Astronomy magazine writer wins science journalism award

Frequent contributor Michael Carroll wins for his August 2011 Astronomy article, "Storm warning."
By | Published: June 18, 2012 | Last updated on May 18, 2023

The Division for Planetary Sciences of the American Astronomical Society has awarded the 2012 Jonathan Eberhart Planetary Sciences Journalism Award to Michael Carroll.
In his winning entry, “Storm warning,” from Astronomy magazine’s August 2011 issue, Michael expertly explains weather phenomena that occur on the solar system’s planets in language that any “armchair astronomer” can understand. He is also a frequent contributor to Astronomy. Michael’s recent articles include “Tour our wet solar system” in the July 2012 issue (currently on newsstands) and “Titan: What we’ve learned about a strange new world” in the March 2010 issue.
Michael is a science journalist, astronomical artist, and children’s book author. He grew up in Colorado, where his father was an engineer with the space program through Martin Marietta (now Lockheed Martin). His father was involved in early planetary probe studies for Venus, Titan, and other targets, and this connection to astronomy influenced Michael at a young age. “I always was fascinated by the bright pinpoints of light out there that were actually entire worlds to be explored,” says Michael. He fell in love with the images returned to Earth from the Rangers, Lunas and Surveyors, the Apollo astronauts, the Mariners, Vikings and Voyagers, and began to paint these worlds at the age of 11. He is a Fellow and founding member of the International Association for the Astronomical Arts.

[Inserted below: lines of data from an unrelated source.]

use std::time::Duration;

use bookstore_kernel::settings::DatabaseSettings;
use sqlx::postgres::{PgConnectOptions, PgPool, PgPoolOptions};

use crate::error::DbError;

/// Translate database settings into driver connection options.
pub fn connect_options(settings: &DatabaseSettings) -> PgConnectOptions {
    PgConnectOptions::new()
        .host(&settings.host)
        .port(settings.port)
        .username(&settings.user)
        .password(&settings.password)
        .database(&settings.name)
}

/// Open the connection pool and verify the server answers.
///
/// The pool is the single long-lived persistence handle of the process; the
/// caller owns it and must hand it to [`close`] on shutdown.
pub async fn connect(settings: &DatabaseSettings) -> Result<PgPool, DbError> {
    let pool = PgPoolOptions::new()
        .max_connections(settings.max_connections)
        .acquire_timeout(Duration::from_millis(settings.connect_timeout_ms))
        .connect_with(connect_options(settings))
        .await
        .map_err(|source| DbError::Connection {
            host: settings.host.clone(),
            port: settings.port,
            source,
        })?;

    ping(&pool).await?;

    tracing::info!(
        target: "bookstore-db",
        host = %settings.host,
        port = settings.port,
        database = %settings.name,
        "database connection established"
    );

    Ok(pool)
}

/// Run a trivial query to prove the pool can reach the server.
pub async fn ping(pool: &PgPool) -> Result<(), DbError> {
    sqlx::query("SELECT 1")
        .execute(pool)
        .await
        .map_err(DbError::Ping)?;
    Ok(())
}

/// Close every pooled connection, waiting at most `grace` for checked-out
/// ones to be returned.
pub async fn close(pool: PgPool, grace: Duration) {
    match tokio::time::timeout(grace, pool.close()).await {
        Ok(()) => tracing::info!(target: "bookstore-db", "database connections closed"),
        Err(_) => tracing::warn!(
            target: "bookstore-db",
            grace_ms = grace.as_millis() as u64,
            "connections still in use after grace period; closing anyway"
        ),
    }
}
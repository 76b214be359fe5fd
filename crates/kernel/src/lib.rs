//! Settings, the module lifecycle trait and the registry that drives it.

pub mod module;
pub mod registry;
pub mod settings;

pub use module::{InitCtx, Module, SchemaStatement};
pub use registry::ModuleRegistry;
pub use settings::Settings;
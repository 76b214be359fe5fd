//! HTTP handlers for `/books`.

use std::sync::Arc;

use axum::{
    extract::{
        rejection::{JsonRejection, PathRejection, QueryRejection},
        Path, Query, State,
    },
    http::StatusCode,
    Json,
};
use bookstore_http::error::AppError;

use super::models::{Book, BookFilter, BookInput, CreatedBook};
use super::store::{BookStore, StoreError};

pub const INVALID_FILTER: &str = "invalid filter condition";
pub const INVALID_INPUT: &str = "invalid input";
pub const ID_NOT_FOUND: &str = "id not found";
pub const NAME_NOT_UNIQUE: &str = "input book name is not unique";

pub type SharedStore = Arc<dyn BookStore>;

impl From<StoreError> for AppError {
    fn from(err: StoreError) -> Self {
        match err {
            StoreError::NotFound => AppError::not_found(ID_NOT_FOUND, err),
            StoreError::DuplicateName(_) => AppError::failure(NAME_NOT_UNIQUE, err),
            StoreError::Database(_) => AppError::Internal(err.into()),
        }
    }
}

fn parse_id(id: Result<Path<i32>, PathRejection>) -> Result<i32, AppError> {
    id.map(|Path(id)| id)
        .map_err(|rejection| AppError::bad_request(INVALID_INPUT, rejection.body_text()))
}

fn parse_input(body: Result<Json<BookInput>, JsonRejection>) -> Result<BookInput, AppError> {
    let Json(input) =
        body.map_err(|rejection| AppError::bad_request(INVALID_INPUT, rejection.body_text()))?;
    input
        .validate()
        .map_err(|err| AppError::bad_request(INVALID_INPUT, err))?;
    Ok(input)
}

/// `GET /books[?name=..&genre=..]`
pub async fn list_books(
    State(store): State<SharedStore>,
    query: Result<Query<Vec<(String, String)>>, QueryRejection>,
) -> Result<Json<Vec<Book>>, AppError> {
    let Query(pairs) =
        query.map_err(|rejection| AppError::bad_request(INVALID_FILTER, rejection.body_text()))?;
    let filter =
        BookFilter::from_query(pairs).map_err(|err| AppError::bad_request(INVALID_FILTER, err))?;

    let books = store.list(&filter).await?;
    tracing::debug!(filtered = !filter.is_empty(), count = books.len(), "listed books");

    Ok(Json(books))
}

/// `POST /books`
pub async fn create_book(
    State(store): State<SharedStore>,
    body: Result<Json<BookInput>, JsonRejection>,
) -> Result<Json<CreatedBook>, AppError> {
    let input = parse_input(body)?;

    let id = store.create(&input).await?;
    tracing::info!(id, name = %input.name, "book created");

    Ok(Json(CreatedBook { id }))
}

/// `GET /books/{id}`
pub async fn get_book(
    State(store): State<SharedStore>,
    id: Result<Path<i32>, PathRejection>,
) -> Result<Json<Book>, AppError> {
    let id = parse_id(id)?;
    let book = store.get_by_id(id).await?;
    Ok(Json(book))
}

/// `PUT /books/{id}`; the path id always wins over one in the body.
pub async fn update_book(
    State(store): State<SharedStore>,
    id: Result<Path<i32>, PathRejection>,
    body: Result<Json<BookInput>, JsonRejection>,
) -> Result<Json<Book>, AppError> {
    let id = parse_id(id)?;
    let input = parse_input(body)?;

    store.update(id, &input).await?;
    tracing::info!(id, "book updated");

    Ok(Json(Book::from_input(id, input)))
}

/// `DELETE /books/{id}`
pub async fn delete_book(
    State(store): State<SharedStore>,
    id: Result<Path<i32>, PathRejection>,
) -> Result<StatusCode, AppError> {
    let id = parse_id(id)?;

    store.delete(id).await?;
    tracing::info!(id, "book deleted");

    Ok(StatusCode::NO_CONTENT)
}
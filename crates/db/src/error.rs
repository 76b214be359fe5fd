use thiserror::Error;

#[derive(Error, Debug)]
pub enum DbError {
    #[error("failed to connect to the database at {host}:{port}: {source}")]
    Connection {
        host: String,
        port: u16,
        #[source]
        source: sqlx::Error,
    },

    #[error("database did not answer the liveness query: {0}")]
    Ping(#[source] sqlx::Error),

    #[error("schema statement '{module}/{id}' failed: {source}")]
    Schema {
        module: String,
        id: &'static str,
        #[source]
        source: sqlx::Error,
    },
}
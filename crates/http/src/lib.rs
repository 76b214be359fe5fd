//! HTTP server facade with Axum, middleware, error mapping and graceful shutdown.

use std::future::{Future, IntoFuture};
use std::time::Duration;

use anyhow::Context;
use axum::{routing::get, Router};
use tokio::net::TcpListener;

use bookstore_kernel::{settings::Settings, ModuleRegistry};

pub mod error;
pub mod router;

use router::RouterBuilder;

/// Bind the configured address and serve until SIGINT/SIGTERM.
pub async fn start_server(registry: &ModuleRegistry, settings: &Settings) -> anyhow::Result<()> {
    let address = format!("{}:{}", settings.server.host, settings.server.port);
    tracing::info!("starting HTTP server on {}", address);

    let app = build_router(registry, settings);

    let listener = TcpListener::bind(&address)
        .await
        .with_context(|| format!("failed to bind to address {}", address))?;

    tracing::info!("HTTP server listening on http://{}", address);

    serve(
        listener,
        app,
        Duration::from_millis(settings.server.shutdown_grace_ms),
        shutdown_signal(),
    )
    .await
}

/// Serve `app` until `shutdown` resolves, then give in-flight requests at most
/// `grace` to finish before returning.
pub async fn serve<F>(
    listener: TcpListener,
    app: Router,
    grace: Duration,
    shutdown: F,
) -> anyhow::Result<()>
where
    F: Future<Output = ()> + Send + 'static,
{
    let (signalled_tx, signalled_rx) = tokio::sync::oneshot::channel::<()>();

    let server = axum::serve(listener, app)
        .with_graceful_shutdown(async move {
            shutdown.await;
            tracing::info!("shutdown signal received, draining connections");
            let _ = signalled_tx.send(());
        })
        .into_future();
    tokio::pin!(server);

    let grace_elapsed = async move {
        if signalled_rx.await.is_ok() {
            tokio::time::sleep(grace).await;
        } else {
            std::future::pending::<()>().await;
        }
    };

    tokio::select! {
        result = &mut server => {
            result.context("HTTP server failed")?;
            tracing::info!("HTTP server stopped");
        }
        _ = grace_elapsed => {
            tracing::warn!(
                grace_ms = grace.as_millis() as u64,
                "grace period elapsed, dropping remaining connections"
            );
        }
    }

    Ok(())
}

/// Build the main HTTP router with all module routes mounted
pub fn build_router(registry: &ModuleRegistry, settings: &Settings) -> Router {
    let mut router_builder = RouterBuilder::new().route("/healthz", get(health_check));

    for module in registry.modules() {
        let module_name = module.name();
        tracing::info!(
            module = module_name,
            "mounting module routes under /{}",
            module_name
        );
        router_builder = router_builder.mount_module(module_name, module.routes());
    }

    router_builder
        .with_timeout(settings.server.request_timeout_ms)
        .with_cors()
        .with_tracing()
        .with_request_id()
        .build()
}

/// Health check endpoint
async fn health_check() -> &'static str {
    "ok"
}

/// Resolves on Ctrl-C, or on SIGTERM where signals exist.
pub async fn shutdown_signal() {
    let ctrl_c = async {
        if let Err(err) = tokio::signal::ctrl_c().await {
            tracing::error!(error = %err, "failed to listen for Ctrl-C");
            std::future::pending::<()>().await;
        }
    };

    #[cfg(unix)]
    let terminate = async {
        match tokio::signal::unix::signal(tokio::signal::unix::SignalKind::terminate()) {
            Ok(mut signal) => {
                signal.recv().await;
            }
            Err(err) => {
                tracing::error!(error = %err, "failed to listen for SIGTERM");
                std::future::pending::<()>().await;
            }
        }
    };

    #[cfg(not(unix))]
    let terminate = std::future::pending::<()>();

    tokio::select! {
        _ = ctrl_c => {},
        _ = terminate => {},
    }
}
use std::ops::RangeInclusive;

use rust_decimal::Decimal;
use serde::{Deserialize, Serialize};
use thiserror::Error;

/// Upper bound on a book name, counted in characters.
pub const MAX_NAME_CHARS: usize = 100;

/// Genres are stored as small integer codes.
pub const GENRES: RangeInclusive<i32> = 1..=3;

/// A stored book.
#[derive(Debug, Clone, PartialEq, Serialize, Deserialize, sqlx::FromRow)]
pub struct Book {
    /// Server-assigned identifier
    pub id: i32,
    /// Unique display name
    pub name: String,
    /// Unit price
    pub price: Decimal,
    /// Genre code, one of [`GENRES`]
    pub genre: i32,
    /// Units in stock
    pub amount: i32,
}

impl Book {
    pub fn from_input(id: i32, input: BookInput) -> Self {
        Self {
            id,
            name: input.name,
            price: input.price,
            genre: input.genre,
            amount: input.amount,
        }
    }
}

/// Client payload for creating or replacing a book.
///
/// An `id` field in the body is ignored; the server owns identifiers.
#[derive(Debug, Clone, PartialEq, Serialize, Deserialize)]
pub struct BookInput {
    pub name: String,
    pub price: Decimal,
    pub genre: i32,
    pub amount: i32,
}

#[derive(Debug, Error, PartialEq, Eq)]
pub enum ValidationError {
    #[error("name must be between 1 and 100 characters, got {0}")]
    NameLength(usize),
    #[error("price must not be negative")]
    NegativePrice,
    #[error("genre must be between 1 and 3, got {0}")]
    Genre(i32),
    #[error("amount must not be negative, got {0}")]
    NegativeAmount(i32),
}

impl BookInput {
    /// Check field rules before anything reaches the store.
    pub fn validate(&self) -> Result<(), ValidationError> {
        let name_chars = self.name.chars().count();
        if name_chars == 0 || name_chars > MAX_NAME_CHARS {
            return Err(ValidationError::NameLength(name_chars));
        }
        if self.price < Decimal::ZERO {
            return Err(ValidationError::NegativePrice);
        }
        if !GENRES.contains(&self.genre) {
            return Err(ValidationError::Genre(self.genre));
        }
        if self.amount < 0 {
            return Err(ValidationError::NegativeAmount(self.amount));
        }
        Ok(())
    }
}

/// Response body of a successful create.
#[derive(Debug, Clone, Copy, PartialEq, Eq, Serialize, Deserialize)]
pub struct CreatedBook {
    pub id: i32,
}

#[derive(Debug, Error, PartialEq, Eq)]
pub enum FilterError {
    #[error("unsupported filter key '{0}'")]
    UnsupportedKey(String),
    #[error("genre filter '{0}' is not a number")]
    InvalidGenre(String),
    #[error("genre filter {0} is out of range")]
    GenreOutOfRange(i32),
}

/// Restrictions for listing books. Empty means every book in stock.
#[derive(Debug, Clone, Default, PartialEq, Eq)]
pub struct BookFilter {
    pub name: Option<String>,
    pub genre: Option<i32>,
}

impl BookFilter {
    /// Parse query pairs. Only `name` and `genre` are accepted; when a key is
    /// repeated the first value is used.
    pub fn from_query<I, K, V>(pairs: I) -> Result<Self, FilterError>
    where
        I: IntoIterator<Item = (K, V)>,
        K: AsRef<str>,
        V: Into<String>,
    {
        let mut filter = BookFilter::default();
        let mut seen_genre = false;

        for (key, value) in pairs {
            match key.as_ref() {
                "name" => {
                    if filter.name.is_none() {
                        filter.name = Some(value.into());
                    }
                }
                "genre" => {
                    if seen_genre {
                        continue;
                    }
                    seen_genre = true;
                    let raw: String = value.into();
                    let genre: i32 = raw
                        .parse()
                        .map_err(|_| FilterError::InvalidGenre(raw.clone()))?;
                    if !GENRES.contains(&genre) {
                        return Err(FilterError::GenreOutOfRange(genre));
                    }
                    filter.genre = Some(genre);
                }
                other => return Err(FilterError::UnsupportedKey(other.to_string())),
            }
        }

        Ok(filter)
    }

    pub fn is_empty(&self) -> bool {
        self.name.is_none() && self.genre.is_none()
    }
}
use bookstore_kernel::SchemaStatement;
use sqlx::PgPool;

use crate::error::DbError;

/// Execute module schema statements in order.
///
/// Statements are expected to be idempotent, so this runs on every startup.
/// Execution stops at the first failing statement.
pub async fn apply_schema(
    pool: &PgPool,
    statements: &[(String, SchemaStatement)],
) -> Result<(), DbError> {
    for (module, statement) in statements {
        tracing::info!(
            target: "bookstore-db",
            module = %module,
            id = statement.id,
            "applying schema statement"
        );

        sqlx::raw_sql(statement.sql)
            .execute(pool)
            .await
            .map_err(|source| DbError::Schema {
                module: module.clone(),
                id: statement.id,
                source,
            })?;
    }

    Ok(())
}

Michael earned his Bachelor of Fine Arts from Colorado State. He later realized that to create a good piece of astronomical art, one must do the same kind of research it takes to write a good article. And so he began to write about, in addition to illustrating, astronomical worlds. Michael has authored more than 20 books and many more articles in magazines such as Astronomy, Popular Science, Astronomy Now (UK), Sky & Telescope, Clubhouse, and Odyssey.
Michael resides in Colorado with his wife and two children.